> [EXTRACTED DATA]:
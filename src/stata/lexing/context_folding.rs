//! Context folding transformation
//!
//!     This pass turns the raw marker tokens from base tokenization into
//!     contextual tokens. It is a stateful machine over an explicit context
//!     stack: an empty stack means normal code, and string / line-comment /
//!     block-comment contexts are pushed and popped as their delimiters go
//!     by. Whatever the raw lexer thought a character was, the stack has
//!     the final word: a `{` inside a string stays string text, and a `///`
//!     inside a comment stays comment text.
//!
//!     Nesting is handled by depth of the stack itself rather than by
//!     per-context counters: Stata block comments nest, and so do compound
//!     `` `"..."' `` strings, so each re-open pushes another frame.
//!
//! Folding rules
//!
//!     - `"` opens a regular string; `` ` `` immediately followed by `"`
//!       opens a compound string, closed by `"'`. Inside a compound string
//!       a bare `"` is ordinary content.
//!     - `*` opens a line comment only at the start of a line (leading
//!       whitespace allowed). `//` opens one at line start or after
//!       whitespace. Both run to the next line break, which is emitted as
//!       its own LineBreak token.
//!     - `/*` ... `*/` form block comments anywhere outside strings; their
//!       content, line breaks included, folds into one Comment token.
//!     - `///` at line start or after whitespace absorbs the rest of the
//!       physical line and the line break into a ContinuationMarker.
//!     - `{` / `}` on an empty stack become brace tokens; everything else
//!       accumulates into PlainText runs, split at line breaks.
//!
//!     There is no error outcome. An unterminated string or block comment
//!     simply folds the rest of the buffer under the open context; the
//!     completeness check is what stops such input from executing.

use crate::stata::lexing::tokens::RawToken;
use crate::stata::token::{Token, TokenKind, TokenSequence};
use logos::Span;

/// String flavors tracked on the context stack.
#[derive(Debug, Clone, Copy, PartialEq, Eq)]
enum StrKind {
    /// `"..."`, closed by the next `"`.
    Regular,
    /// `` `"..."' ``, closed by `"'`, nests.
    Compound,
}

/// One frame of the context stack. An empty stack means normal code.
#[derive(Debug, Clone, Copy, PartialEq, Eq)]
enum Context {
    Str(StrKind),
    LineComment,
    BlockComment,
}

/// Fold raw tokens into a contextual token sequence.
pub fn fold(source: &str, raw: Vec<(RawToken, Span)>) -> TokenSequence {
    Folder::new(source).run(&raw)
}

struct Folder<'src> {
    source: &'src str,
    out: Vec<Token>,
    /// Token being accumulated; flushed whenever the kind changes.
    current: Option<(TokenKind, String)>,
    contexts: Vec<Context>,
    /// True once the current logical line has seen non-whitespace content.
    /// Gates `*` comment detection; stays true across a continuation.
    line_has_content: bool,
}

impl<'src> Folder<'src> {
    fn new(source: &'src str) -> Self {
        Folder {
            source,
            out: Vec::new(),
            current: None,
            contexts: Vec::new(),
            line_has_content: false,
        }
    }

    fn run(mut self, raw: &[(RawToken, Span)]) -> TokenSequence {
        let source = self.source;
        let mut i = 0;
        while i < raw.len() {
            let (kind, span) = &raw[i];
            let text = &source[span.clone()];
            i = match self.contexts.last().copied() {
                None => self.normal(*kind, text, raw, i),
                Some(Context::Str(StrKind::Regular)) => self.in_string(*kind, text, i),
                Some(Context::Str(StrKind::Compound)) => self.in_compound(*kind, text, raw, i),
                Some(Context::LineComment) => self.in_line_comment(*kind, text, i),
                Some(Context::BlockComment) => self.in_block_comment(*kind, text, i),
            };
        }
        self.flush();
        TokenSequence::new(self.out)
    }

    fn append(&mut self, kind: TokenKind, text: &str) {
        match &mut self.current {
            Some((k, buf)) if *k == kind => buf.push_str(text),
            _ => {
                self.flush();
                self.current = Some((kind, text.to_string()));
            }
        }
    }

    fn flush(&mut self) {
        if let Some((kind, text)) = self.current.take() {
            self.out.push(Token::new(kind, text));
        }
    }

    fn emit(&mut self, kind: TokenKind, text: String) {
        self.flush();
        self.out.push(Token::new(kind, text));
    }

    /// Character immediately preceding the upcoming token, if any.
    fn last_char(&self) -> Option<char> {
        if let Some((_, buf)) = &self.current {
            buf.chars().last()
        } else {
            self.out.last().and_then(|t| t.text.chars().last())
        }
    }

    /// `//` and `///` only open at line start or after whitespace. The
    /// newline case covers the first tokens of a continued physical line.
    fn slash_comment_can_open(&self) -> bool {
        !self.line_has_content
            || matches!(self.last_char(), Some(' ') | Some('\t') | Some('\n') | Some('\r'))
    }

    fn normal(&mut self, kind: RawToken, text: &str, raw: &[(RawToken, Span)], i: usize) -> usize {
        match kind {
            RawToken::Quote => {
                self.flush();
                self.contexts.push(Context::Str(StrKind::Regular));
                self.append(TokenKind::Str, text);
                self.line_has_content = true;
                i + 1
            }
            RawToken::Backtick => {
                if matches!(raw.get(i + 1), Some((RawToken::Quote, _))) {
                    self.flush();
                    self.contexts.push(Context::Str(StrKind::Compound));
                    let opener = two_token_text(self.source, raw, i);
                    self.append(TokenKind::Str, &opener);
                    self.line_has_content = true;
                    i + 2
                } else {
                    // Bare backtick: local macro expansion, ordinary text.
                    self.append(TokenKind::PlainText, text);
                    self.line_has_content = true;
                    i + 1
                }
            }
            RawToken::Star => {
                if !self.line_has_content {
                    self.flush();
                    self.contexts.push(Context::LineComment);
                    self.append(TokenKind::Comment, text);
                } else {
                    // Mid-line star is multiplication.
                    self.append(TokenKind::PlainText, text);
                }
                i + 1
            }
            RawToken::LineComment => {
                if self.slash_comment_can_open() {
                    self.flush();
                    self.contexts.push(Context::LineComment);
                    self.append(TokenKind::Comment, text);
                } else {
                    self.append(TokenKind::PlainText, text);
                    self.line_has_content = true;
                }
                i + 1
            }
            RawToken::Continuation => {
                if self.slash_comment_can_open() {
                    self.continuation(text, raw, i)
                } else {
                    self.append(TokenKind::PlainText, text);
                    self.line_has_content = true;
                    i + 1
                }
            }
            RawToken::BlockOpen => {
                self.flush();
                self.contexts.push(Context::BlockComment);
                self.append(TokenKind::Comment, text);
                i + 1
            }
            RawToken::OpenBrace => {
                self.emit(TokenKind::OpenBrace, text.to_string());
                self.line_has_content = true;
                i + 1
            }
            RawToken::CloseBrace => {
                self.emit(TokenKind::CloseBrace, text.to_string());
                self.line_has_content = true;
                i + 1
            }
            RawToken::Newline => {
                self.emit(TokenKind::LineBreak, text.to_string());
                self.line_has_content = false;
                i + 1
            }
            RawToken::Whitespace => {
                self.append(TokenKind::PlainText, text);
                i + 1
            }
            // Slash, SingleQuote, stray BlockClose, Text.
            _ => {
                self.append(TokenKind::PlainText, text);
                self.line_has_content = true;
                i + 1
            }
        }
    }

    /// Absorb `///`, the rest of the physical line, and the line break into
    /// one ContinuationMarker. `line_has_content` is left untouched: the
    /// next physical line continues the current logical line.
    fn continuation(&mut self, marker: &str, raw: &[(RawToken, Span)], i: usize) -> usize {
        let mut text = String::from(marker);
        let mut j = i + 1;
        while j < raw.len() {
            let (kind, span) = &raw[j];
            text.push_str(&self.source[span.clone()]);
            j += 1;
            if matches!(kind, RawToken::Newline) {
                break;
            }
        }
        self.emit(TokenKind::ContinuationMarker, text);
        j
    }

    fn in_string(&mut self, kind: RawToken, text: &str, i: usize) -> usize {
        self.append(TokenKind::Str, text);
        if matches!(kind, RawToken::Quote) {
            self.contexts.pop();
            self.flush();
        }
        i + 1
    }

    fn in_compound(&mut self, kind: RawToken, text: &str, raw: &[(RawToken, Span)], i: usize) -> usize {
        match kind {
            RawToken::Backtick if matches!(raw.get(i + 1), Some((RawToken::Quote, _))) => {
                let opener = two_token_text(self.source, raw, i);
                self.append(TokenKind::Str, &opener);
                self.contexts.push(Context::Str(StrKind::Compound));
                i + 2
            }
            RawToken::Quote if matches!(raw.get(i + 1), Some((RawToken::SingleQuote, _))) => {
                let closer = two_token_text(self.source, raw, i);
                self.append(TokenKind::Str, &closer);
                self.contexts.pop();
                if self.contexts.is_empty() {
                    self.flush();
                }
                i + 2
            }
            // A bare `"` inside a compound string is ordinary content.
            _ => {
                self.append(TokenKind::Str, text);
                i + 1
            }
        }
    }

    fn in_line_comment(&mut self, kind: RawToken, text: &str, i: usize) -> usize {
        if matches!(kind, RawToken::Newline) {
            self.contexts.pop();
            self.emit(TokenKind::LineBreak, text.to_string());
            self.line_has_content = false;
        } else {
            self.append(TokenKind::Comment, text);
        }
        i + 1
    }

    fn in_block_comment(&mut self, kind: RawToken, text: &str, i: usize) -> usize {
        self.append(TokenKind::Comment, text);
        match kind {
            RawToken::BlockOpen => self.contexts.push(Context::BlockComment),
            RawToken::BlockClose => {
                self.contexts.pop();
                if self.contexts.is_empty() {
                    self.flush();
                }
            }
            _ => {}
        }
        i + 1
    }
}

/// Source text covered by the raw tokens at `i` and `i + 1` together.
fn two_token_text(source: &str, raw: &[(RawToken, Span)], i: usize) -> String {
    let mut text = String::from(&source[raw[i].1.clone()]);
    text.push_str(&source[raw[i + 1].1.clone()]);
    text
}
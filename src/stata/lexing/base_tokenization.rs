//! Base tokenization for the Stata lexer.
//!
//! This module produces the raw token stream using the logos lexer library.
//! This is the entry point where source strings become token streams; the
//! context folding transformation operates on the stream, never on the
//! string itself.

use crate::stata::lexing::tokens::RawToken;
use logos::Logos;

/// Tokenize source text into raw tokens with their byte spans.
///
/// Every input byte is covered by exactly one span, in order. Slices the
/// lexer cannot classify (stray control bytes and the like) are absorbed as
/// `Text` so that downstream folding stays lossless; tokenization has no
/// error outcome.
pub fn tokenize(source: &str) -> Vec<(RawToken, logos::Span)> {
    let mut lexer = RawToken::lexer(source);
    let mut tokens = Vec::new();

    while let Some(result) = lexer.next() {
        match result {
            Ok(token) => tokens.push((token, lexer.span())),
            Err(()) => tokens.push((RawToken::Text, lexer.span())),
        }
    }

    tokens
}

#[cfg(test)]
mod tests {
    use super::*;

    #[test]
    fn test_tokenizes() {
        let tokens = tokenize("di 2");
        assert_eq!(tokens.len(), 3);
        assert_eq!(tokens[0], (RawToken::Text, 0..2));
        assert_eq!(tokens[1], (RawToken::Whitespace, 2..3));
        assert_eq!(tokens[2], (RawToken::Text, 3..4));
    }

    #[test]
    fn test_empty_input() {
        assert_eq!(tokenize(""), vec![]);
    }

    #[test]
    fn test_spans_cover_every_byte() {
        let source = "di \"a{b\" // c\nforeach i in 1/3 {\n}\n";
        let tokens = tokenize(source);
        let mut pos = 0;
        for (_, span) in &tokens {
            assert_eq!(span.start, pos, "gap before span {:?}", span);
            pos = span.end;
        }
        assert_eq!(pos, source.len());
    }

    #[test]
    fn test_control_bytes_are_covered() {
        // Control characters fall into the Text run; nothing is dropped.
        let source = "a\u{0}b\u{7}";
        let tokens = tokenize(source);
        let total: usize = tokens.iter().map(|(_, s)| s.len()).sum();
        assert_eq!(total, source.len());
    }
}
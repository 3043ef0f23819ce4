//! End-to-end pipeline tests: source text in, front-end replies out.

use stata_bridge::stata::processor::CellProcessor;
use stata_bridge::stata::protocol::{ExecutionStatus, StreamName};
use stata_bridge::stata::session::startup_statements;
use stata_bridge::stata::testing::ScriptedSession;
use std::path::PathBuf;

#[test]
fn test_complete_cell_executes_and_streams_stdout() {
    let processor = CellProcessor::new("sysuse auto\nsu price");
    let mut session = ScriptedSession::new(vec![(0, "(1978 automobile data)\n"), (0, "summary\n")]);

    let outcome = processor.execute(&mut session, 1);

    assert_eq!(outcome.reply.status, ExecutionStatus::Ok);
    assert_eq!(outcome.reply.execution_count, 1);
    let stream = outcome.stream.expect("visible output expected");
    assert_eq!(stream.name, StreamName::Stdout);
    assert_eq!(stream.text, "(1978 automobile data)\nsummary\n");
    assert_eq!(session.submitted_texts(), vec!["sysuse auto", "su price"]);
}

#[test]
fn test_incomplete_cell_never_reaches_the_session() {
    let processor = CellProcessor::new("foreach i in 1/3 {\n  di `i'");
    let mut session = ScriptedSession::new(vec![]);

    let reply = processor.is_complete_reply();
    assert_eq!(reply.status, "incomplete");
    assert_eq!(reply.indent, Some("    "));

    let outcome = processor.execute(&mut session, 2);
    assert_eq!(outcome.reply.status, ExecutionStatus::Error);
    assert!(outcome.stream.is_none());
    assert!(session.submissions().is_empty());
}

#[test]
fn test_failing_cell_streams_stderr_and_stops() {
    let processor = CellProcessor::new("di 1\nbogus\ndi 3");
    let mut session =
        ScriptedSession::new(vec![(0, "1\n"), (199, "unrecognized command\n"), (0, "3\n")]);

    let outcome = processor.execute(&mut session, 3);

    assert_eq!(outcome.reply.status, ExecutionStatus::Error);
    let stream = outcome.stream.expect("error output expected");
    assert_eq!(stream.name, StreamName::Stderr);
    assert_eq!(stream.text, "1\nunrecognized command\n");
    // Fail-fast: the statement after the failure was never submitted.
    assert_eq!(session.submitted_texts(), vec!["di 1", "bogus"]);
}

#[test]
fn test_continuation_cell_dispatches_single_joined_statement() {
    let processor = CellProcessor::new("display ///\n  2");
    let mut session = ScriptedSession::new(vec![(0, "2\n")]);

    let outcome = processor.execute(&mut session, 4);

    assert_eq!(outcome.reply.status, ExecutionStatus::Ok);
    assert_eq!(session.submissions().len(), 1);
    let submitted = &session.submitted_texts()[0];
    let words: Vec<&str> = submitted.split_whitespace().collect();
    assert_eq!(words, vec!["display", "2"]);
}

#[test]
fn test_session_bootstrap_round_trip() {
    // The statements a host sends right after launching a session go
    // through the same submission interface as cell statements.
    let mut session = ScriptedSession::new(vec![(0, ""), (0, "")]);
    let statements = startup_statements(&PathBuf::from("/home/user/notebooks"));
    let (code, output) = stata_bridge::stata::dispatch::run(&mut session, &statements);

    assert_eq!(code, 0);
    assert_eq!(output, "");
    assert_eq!(
        session.submitted_texts(),
        vec!["cd `\"/home/user/notebooks\"'", "set more off"]
    );
}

> [WHAT YOU ARE ASKED TO DO]: After locating the line holding "the stack has" above, output exactly that line and every line after it through the line holding "one at line start or after". Include nothing else.

> [OUTPUT OF THE EXERCISE]:
//!     by. Whatever the raw lexer thought a character was, the stack has
//!     the final word: a `{` inside a string stays string text, and a `///`
//!     inside a comment stays comment text.
//!
//!     Nesting is handled by depth of the stack itself rather than by
//!     per-context counters: Stata block comments nest, and so do compound
//!     `` `"..."' `` strings, so each re-open pushes another frame.
//!
//! Folding rules
//!
//!     - `"` opens a regular string; `` ` `` immediately followed by `"`
//!       opens a compound string, closed by `"'`. Inside a compound string
//!       a bare `"` is ordinary content.
//!     - `*` opens a line comment only at the start of a line (leading
//!       whitespace allowed). `//` opens one at line start or after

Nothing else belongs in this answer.